--- INPUT RECORDS ---
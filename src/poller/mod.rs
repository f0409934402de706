//! Readiness notification for GPIO value descriptors.
//!
//! sysfs value files signal an edge as an exceptional (`POLLPRI`) condition.
//! A [`Poller`] keeps one registration per descriptor together with the
//! handler to call when it fires; [`Timers`] runs deferred work on the same
//! dispatch thread.

pub mod epoll;
pub mod mock;

use std::os::unix::io::RawFd;
use std::sync::Arc;
use std::time::Duration;

use crate::error::GpioError;

pub use epoll::{Dispatcher, Epoll};
pub use mock::{MockReactor, PollerOp};

/// Event mask of a registration. The priority event is always requested.
#[derive(Debug, Clone, Copy, PartialEq, Eq, Hash)]
pub struct Interest {
    /// Disarm the registration after its first delivery.
    pub oneshot: bool,
}

impl Interest {
    pub const PRIORITY: Interest = Interest { oneshot: false };
    pub const PRIORITY_ONESHOT: Interest = Interest { oneshot: true };

    pub fn to_epoll(self) -> u32 {
        let mut flags = libc::EPOLLPRI;
        if self.oneshot {
            flags |= libc::EPOLLONESHOT;
        }
        flags as u32
    }
}

/// Receives deliveries for one registered descriptor. Must not block.
pub trait ReadyHandler: Send + Sync {
    fn on_ready(&self, readiness: Result<(), GpioError>);
}

pub trait Poller: Send + Sync {
    fn add(
        &self,
        fd: RawFd,
        interest: Interest,
        handler: Arc<dyn ReadyHandler>,
    ) -> Result<(), GpioError>;
    fn modify(&self, fd: RawFd, interest: Interest) -> Result<(), GpioError>;
    fn remove(&self, fd: RawFd) -> Result<(), GpioError>;
}

pub type TimerTask = Box<dyn FnOnce() + Send>;

pub trait Timers: Send + Sync {
    /// Runs `task` once, no earlier than `delay` from now.
    fn schedule(&self, delay: Duration, task: TimerTask);
}

#[cfg(test)]
mod tests {
    use super::*;

    #[test]
    fn interest_always_requests_priority() {
        let pri = libc::EPOLLPRI as u32;
        let oneshot = libc::EPOLLONESHOT as u32;

        assert_eq!(Interest::PRIORITY.to_epoll(), pri);
        assert_eq!(Interest::PRIORITY_ONESHOT.to_epoll(), pri | oneshot);
    }
}
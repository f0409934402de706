//! The legacy GPIO sysfs interface (`/sys/class/gpio`).
//!
//! Lines are exported by writing their number to `export`, after which the
//! kernel creates a `gpio<N>` directory holding the `direction`, `edge`,
//! `active_low` and `value` attributes.

use log::debug;
use std::fs::{self, File, OpenOptions, Permissions};
use std::os::unix::fs::PermissionsExt;
use std::path::{Path, PathBuf};
use std::thread;
use std::time::{Duration, Instant};

use crate::config::{Direction, Edge};
use crate::error::GpioError;

pub const SYSFS_GPIO_ROOT: &str = "/sys/class/gpio";

const EXPORT_SETTLE_TIMEOUT: Duration = Duration::from_secs(1);
const EXPORT_SETTLE_INTERVAL: Duration = Duration::from_millis(5);

#[derive(Debug, Clone, PartialEq, Eq)]
pub struct Sysfs {
    root: PathBuf,
}

impl Default for Sysfs {
    fn default() -> Self {
        Self::new(SYSFS_GPIO_ROOT)
    }
}

impl Sysfs {
    pub fn new<P: Into<PathBuf>>(root: P) -> Self {
        Self { root: root.into() }
    }

    pub fn root(&self) -> &Path {
        &self.root
    }

    /// Whether the GPIO sysfs interface is present at all.
    pub fn is_available(&self) -> bool {
        self.root.join("export").exists()
    }

    pub fn line_dir(&self, id: u32) -> PathBuf {
        self.root.join(format!("gpio{id}"))
    }

    pub fn value_path(&self, id: u32) -> PathBuf {
        self.line_dir(id).join("value")
    }

    pub fn is_exported(&self, id: u32) -> bool {
        self.line_dir(id).is_dir()
    }

    /// Exports and configures line `id` unless it is already exported.
    ///
    /// An already exported line keeps whatever configuration it has. Returns
    /// whether this call performed the export.
    pub fn export(
        &self,
        id: u32,
        direction: Direction,
        edge: Option<Edge>,
    ) -> Result<bool, GpioError> {
        if self.is_exported(id) {
            debug!("gpio{id} already exported, leaving configuration untouched");
            return Ok(false);
        }

        write_attr(&self.root.join("export"), &id.to_string())
            .map_err(|e| GpioError::Config(format!("export gpio{id}: {e}")))?;
        self.wait_for_line(id)?;

        self.write_line_attr(id, "direction", direction.as_sysfs())
            .map_err(|e| GpioError::Config(format!("set gpio{id} direction: {e}")))?;
        if let Some(edge) = edge {
            self.write_line_attr(id, "edge", edge.as_sysfs())
                .map_err(|e| GpioError::Config(format!("set gpio{id} edge: {e}")))?;
        }

        fs::set_permissions(self.value_path(id), Permissions::from_mode(0o666))
            .map_err(|e| GpioError::Config(format!("chmod gpio{id} value: {e}")))?;

        debug!("exported gpio{id} as {direction}");
        Ok(true)
    }

    pub fn unexport(&self, id: u32) -> Result<(), GpioError> {
        write_attr(&self.root.join("unexport"), &id.to_string())
            .map_err(|e| GpioError::Config(format!("unexport gpio{id}: {e}")))?;
        debug!("unexported gpio{id}");
        Ok(())
    }

    /// Opens the value attribute read-write for positional access.
    pub fn open_value(&self, id: u32) -> Result<File, GpioError> {
        let path = self.value_path(id);
        OpenOptions::new()
            .read(true)
            .write(true)
            .open(&path)
            .map_err(|e| GpioError::Config(format!("open {}: {e}", path.display())))
    }

    pub fn read_line_attr(&self, id: u32, attr: &str) -> Result<String, GpioError> {
        let path = self.line_dir(id).join(attr);
        fs::read_to_string(&path)
            .map(|s| s.trim().to_string())
            .map_err(|e| GpioError::Io(format!("read {}: {e}", path.display())))
    }

    pub fn write_line_attr(&self, id: u32, attr: &str, value: &str) -> Result<(), GpioError> {
        let path = self.line_dir(id).join(attr);
        write_attr(&path, value)
            .map_err(|e| GpioError::Io(format!("write {}: {e}", path.display())))
    }

    // The line directory may show up a little after the export write returns
    // when udev is still adjusting ownership.
    fn wait_for_line(&self, id: u32) -> Result<(), GpioError> {
        let deadline = Instant::now() + EXPORT_SETTLE_TIMEOUT;
        while !self.value_path(id).exists() {
            if Instant::now() >= deadline {
                return Err(GpioError::Config(format!(
                    "gpio{id} did not appear after export"
                )));
            }
            thread::sleep(EXPORT_SETTLE_INTERVAL);
        }
        Ok(())
    }
}

fn write_attr(path: &Path, value: &str) -> std::io::Result<()> {
    fs::write(path, value)
}

#[cfg(test)]
mod tests {
    use super::*;
    use std::sync::atomic::{AtomicBool, Ordering};
    use std::sync::Arc;

    fn control_files(root: &Path) {
        fs::write(root.join("export"), "").unwrap();
        fs::write(root.join("unexport"), "").unwrap();
    }

    #[test]
    fn already_exported_line_is_left_untouched() {
        let dir = tempfile::tempdir().unwrap();
        control_files(dir.path());
        let line = dir.path().join("gpio7");
        fs::create_dir(&line).unwrap();
        fs::write(line.join("direction"), "out").unwrap();
        fs::write(line.join("value"), "0").unwrap();

        let sysfs = Sysfs::new(dir.path());
        let exported = sysfs.export(7, Direction::In, Some(Edge::Both)).unwrap();

        assert!(!exported);
        assert_eq!(fs::read_to_string(dir.path().join("export")).unwrap(), "");
        assert_eq!(sysfs.read_line_attr(7, "direction").unwrap(), "out");
        assert!(!line.join("edge").exists());
    }

    #[test]
    fn export_writes_id_direction_and_edge() {
        let dir = tempfile::tempdir().unwrap();
        control_files(dir.path());
        let root = dir.path().to_path_buf();

        // Stand-in for the kernel: create the line directory once the export
        // file has been written.
        let stop = Arc::new(AtomicBool::new(false));
        let kernel = {
            let stop = stop.clone();
            let root = root.clone();
            thread::spawn(move || {
                while !stop.load(Ordering::Relaxed) {
                    if fs::read_to_string(root.join("export")).unwrap_or_default() == "12" {
                        let line = root.join("gpio12");
                        fs::create_dir_all(&line).unwrap();
                        fs::write(line.join("direction"), "in").unwrap();
                        fs::write(line.join("edge"), "none").unwrap();
                        fs::write(line.join("value"), "0").unwrap();
                        return;
                    }
                    thread::sleep(Duration::from_millis(1));
                }
            })
        };

        let sysfs = Sysfs::new(&root);
        let exported = sysfs.export(12, Direction::OutLow, Some(Edge::Rising));
        stop.store(true, Ordering::Relaxed);
        kernel.join().unwrap();

        assert!(exported.unwrap());
        assert_eq!(sysfs.read_line_attr(12, "direction").unwrap(), "low");
        assert_eq!(sysfs.read_line_attr(12, "edge").unwrap(), "rising");
        let mode = fs::metadata(sysfs.value_path(12)).unwrap().permissions().mode();
        assert_eq!(mode & 0o777, 0o666);
    }

    #[test]
    fn export_failure_is_config_error() {
        let dir = tempfile::tempdir().unwrap();
        let sysfs = Sysfs::new(dir.path().join("missing"));

        let err = sysfs.export(3, Direction::In, None).unwrap_err();
        assert!(matches!(err, GpioError::Config(_)));
        assert!(!sysfs.is_available());
    }

    #[test]
    fn unexport_writes_id() {
        let dir = tempfile::tempdir().unwrap();
        control_files(dir.path());
        let sysfs = Sysfs::new(dir.path());

        sysfs.unexport(21).unwrap();
        assert_eq!(fs::read_to_string(dir.path().join("unexport")).unwrap(), "21");
    }
}
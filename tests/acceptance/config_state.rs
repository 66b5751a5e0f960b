//! Applied-state change detection across the config boundary.

use ccd_common::{AppliedStateCache, ControllerConfig};

#[test]
fn fingerprint_cache_round_trips_through_disk() {
    let dir = tempfile::tempdir().unwrap();
    let config_path = dir.path().join("controller.toml");

    let config = ControllerConfig::default();
    std::fs::write(&config_path, config.to_toml().unwrap()).unwrap();
    let fingerprint = config.fingerprint().unwrap();

    let cache = AppliedStateCache::for_config(&config_path);
    assert!(!cache.matches(fingerprint), "nothing applied yet");

    cache.store(fingerprint).unwrap();
    assert!(cache.matches(fingerprint));

    // A fresh handle to the same sidecar file sees the same state.
    let reloaded = AppliedStateCache::for_config(&config_path);
    assert_eq!(reloaded.load(), Some(fingerprint));
}

#[test]
fn edited_config_no_longer_matches_the_applied_state() {
    let dir = tempfile::tempdir().unwrap();
    let config_path = dir.path().join("controller.toml");

    let config = ControllerConfig::default();
    std::fs::write(&config_path, config.to_toml().unwrap()).unwrap();

    let cache = AppliedStateCache::for_config(&config_path);
    cache.store(config.fingerprint().unwrap()).unwrap();

    // Operator edits the integration time on disk.
    let mut edited = config.clone();
    edited.timing.integral_time = 42.0;
    std::fs::write(&config_path, edited.to_toml().unwrap()).unwrap();

    let reparsed = ControllerConfig::from_file(&config_path).unwrap();
    assert!(!cache.matches(reparsed.fingerprint().unwrap()));
}
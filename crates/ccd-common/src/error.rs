use thiserror::Error;

/// Controller error types covering configuration, transport, and
/// hardware-reported command failures.
#[derive(Debug, Error, Clone, PartialEq, Eq)]
pub enum CcdError {
    /// Configuration or initialization error.
    #[error("configuration error: {0}")]
    Config(String),

    /// Command channel failure (device lost, timeout, short reply).
    #[error("transport error: {0}")]
    Transport(String),

    /// The controller answered a command with something other than the
    /// "done" sentinel. The raw reply word is preserved for diagnostics;
    /// the core does not classify it further.
    #[error("command {command} rejected by controller, reply 0x{reply:08X}")]
    CommandRejected {
        /// Mnemonic of the rejected command.
        command: String,
        /// Raw reply word returned by the hardware.
        reply: u32,
    },

    /// A dual-slope integrator gain outside the supported set was
    /// requested. Rejected before anything is transmitted.
    #[error("invalid dual-slope integrator gain {0}, expected one of 1, 2, 5, 10")]
    InvalidGain(u32),
}

/// Convenience type alias for controller operations.
pub type CcdResult<T> = Result<T, CcdError>;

--- WHAT NEEDS TO BE DONE ---
Quote every line of the records above, from the first down to the one holding "together with the", exactly as written.

--- RESPONSE FOR THIS EXERCISE ---
filename src/poller/mod.rs
repository f0409934402de706
//! Readiness notification for GPIO value descriptors.
//!
//! sysfs value files signal an edge as an exceptional (`POLLPRI`) condition.
//! A [`Poller`] keeps one registration per descriptor together with the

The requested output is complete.